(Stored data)

▬▬▬▬▬▬

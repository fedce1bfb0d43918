//! Mutation requests, caller context and outcomes.
//!
//! `NotFound`, `Conflict` and `AlreadyExists` are variants of the outcome
//! enums rather than errors: each one calls for a different recovery on the
//! client (recreate, refetch and merge, pick another id), so callers are
//! made to branch on them explicitly.

use crate::error::{SyncError, SyncResult};
use crate::item_store::ItemFields;
use crate::types::{Item, MutationId, Version};
use serde::{Deserialize, Serialize};
use std::time::{Duration, Instant};

/// Create a new item.
#[derive(Debug, Clone, PartialEq, Eq, Serialize, Deserialize)]
pub struct CreateItem {
    /// Client-chosen id, unique per owner.
    pub id: String,
    /// Record category.
    pub kind: String,
    /// Title.
    pub title: String,
    /// Body.
    pub content: String,
}

/// Replace an item's payload.
#[derive(Debug, Clone, PartialEq, Eq, Serialize, Deserialize)]
pub struct UpdateItem {
    /// Item to update.
    pub id: String,
    /// New record category.
    pub kind: String,
    /// New title.
    pub title: String,
    /// New body.
    pub content: String,
    /// Version the client last saw.
    pub base_version: Version,
}

/// Tombstone an item.
#[derive(Debug, Clone, PartialEq, Eq, Serialize, Deserialize)]
pub struct DeleteItem {
    /// Item to delete.
    pub id: String,
    /// Version the client last saw.
    pub base_version: Version,
}

impl CreateItem {
    pub(crate) fn fields(&self) -> ItemFields {
        ItemFields {
            kind: self.kind.clone(),
            title: self.title.clone(),
            content: self.content.clone(),
        }
    }
}

impl UpdateItem {
    pub(crate) fn fields(&self) -> ItemFields {
        ItemFields {
            kind: self.kind.clone(),
            title: self.title.clone(),
            content: self.content.clone(),
        }
    }
}

/// Who is mutating, under which idempotency token, and until when.
///
/// `owner_id` comes from the (external) authentication layer and is trusted.
#[derive(Debug, Clone)]
pub struct MutationContext {
    /// Authenticated owner.
    pub owner_id: String,
    /// Client idempotency token.
    pub mutation_id: MutationId,
    /// The mutation rolls back instead of committing after this instant.
    pub deadline: Option<Instant>,
}

impl MutationContext {
    /// Context without a deadline.
    pub fn new(owner_id: impl Into<String>, mutation_id: impl Into<MutationId>) -> Self {
        Self {
            owner_id: owner_id.into(),
            mutation_id: mutation_id.into(),
            deadline: None,
        }
    }

    /// Sets an absolute deadline.
    #[must_use]
    pub fn with_deadline(mut self, deadline: Instant) -> Self {
        self.deadline = Some(deadline);
        self
    }

    /// Sets a deadline `timeout` from now.
    #[must_use]
    pub fn with_timeout(self, timeout: Duration) -> Self {
        self.with_deadline(Instant::now() + timeout)
    }

    pub(crate) fn validate(&self, item_id: &str) -> SyncResult<()> {
        if self.owner_id.is_empty() {
            return Err(SyncError::invalid_request("owner_id must not be empty"));
        }
        if self.mutation_id.as_str().is_empty() {
            return Err(SyncError::invalid_request("mutation_id must not be empty"));
        }
        if item_id.is_empty() {
            return Err(SyncError::invalid_request("item id must not be empty"));
        }
        Ok(())
    }
}

/// Answer to a retried mutation, rebuilt from the ledger.
#[derive(Debug, Clone, PartialEq, Eq)]
pub struct Replay {
    /// Current state of the item the mutation touched.
    pub item: Item,
    /// Version the mutation was applied at the first time.
    pub applied_version: Version,
}

/// Result of [`crate::SyncStore::create`].
#[derive(Debug, Clone, PartialEq, Eq)]
pub enum CreateOutcome {
    /// The item was created.
    Created(Item),
    /// The mutation id was already applied.
    Replayed(Replay),
    /// The owner already has an item (possibly a tombstone) with that id.
    AlreadyExists(Item),
}

/// Result of [`crate::SyncStore::update`].
#[derive(Debug, Clone, PartialEq, Eq)]
pub enum UpdateOutcome {
    /// The item was updated.
    Updated(Item),
    /// The mutation id was already applied.
    Replayed(Replay),
    /// The base version is stale; carries the current item.
    Conflict(Item),
    /// No live item with that id.
    NotFound,
}

/// Result of [`crate::SyncStore::delete`].
#[derive(Debug, Clone, PartialEq, Eq)]
pub enum DeleteOutcome {
    /// The item was tombstoned.
    Deleted(Item),
    /// The mutation id was already applied.
    Replayed(Replay),
    /// The base version is stale; carries the current item.
    Conflict(Item),
    /// No live item with that id.
    NotFound,
}

impl CreateOutcome {
    /// The item carried by the outcome.
    #[must_use]
    pub fn item(&self) -> &Item {
        match self {
            Self::Created(item) | Self::AlreadyExists(item) => item,
            Self::Replayed(replay) => &replay.item,
        }
    }
}

impl UpdateOutcome {
    /// The item carried by the outcome, if any.
    #[must_use]
    pub fn item(&self) -> Option<&Item> {
        match self {
            Self::Updated(item) | Self::Conflict(item) => Some(item),
            Self::Replayed(replay) => Some(&replay.item),
            Self::NotFound => None,
        }
    }
}

impl DeleteOutcome {
    /// The item carried by the outcome, if any.
    #[must_use]
    pub fn item(&self) -> Option<&Item> {
        match self {
            Self::Deleted(item) | Self::Conflict(item) => Some(item),
            Self::Replayed(replay) => Some(&replay.item),
            Self::NotFound => None,
        }
    }
}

▬▬▬▬▬▬

TASK DIRECTIONS:
Look through the entries and return every line where "MutationId" appears.

ANSWER BOX:
use crate::types::{Item, MutationId, Version};
    pub mutation_id: MutationId,
    pub fn new(owner_id: impl Into<String>, mutation_id: impl Into<MutationId>) -> Self {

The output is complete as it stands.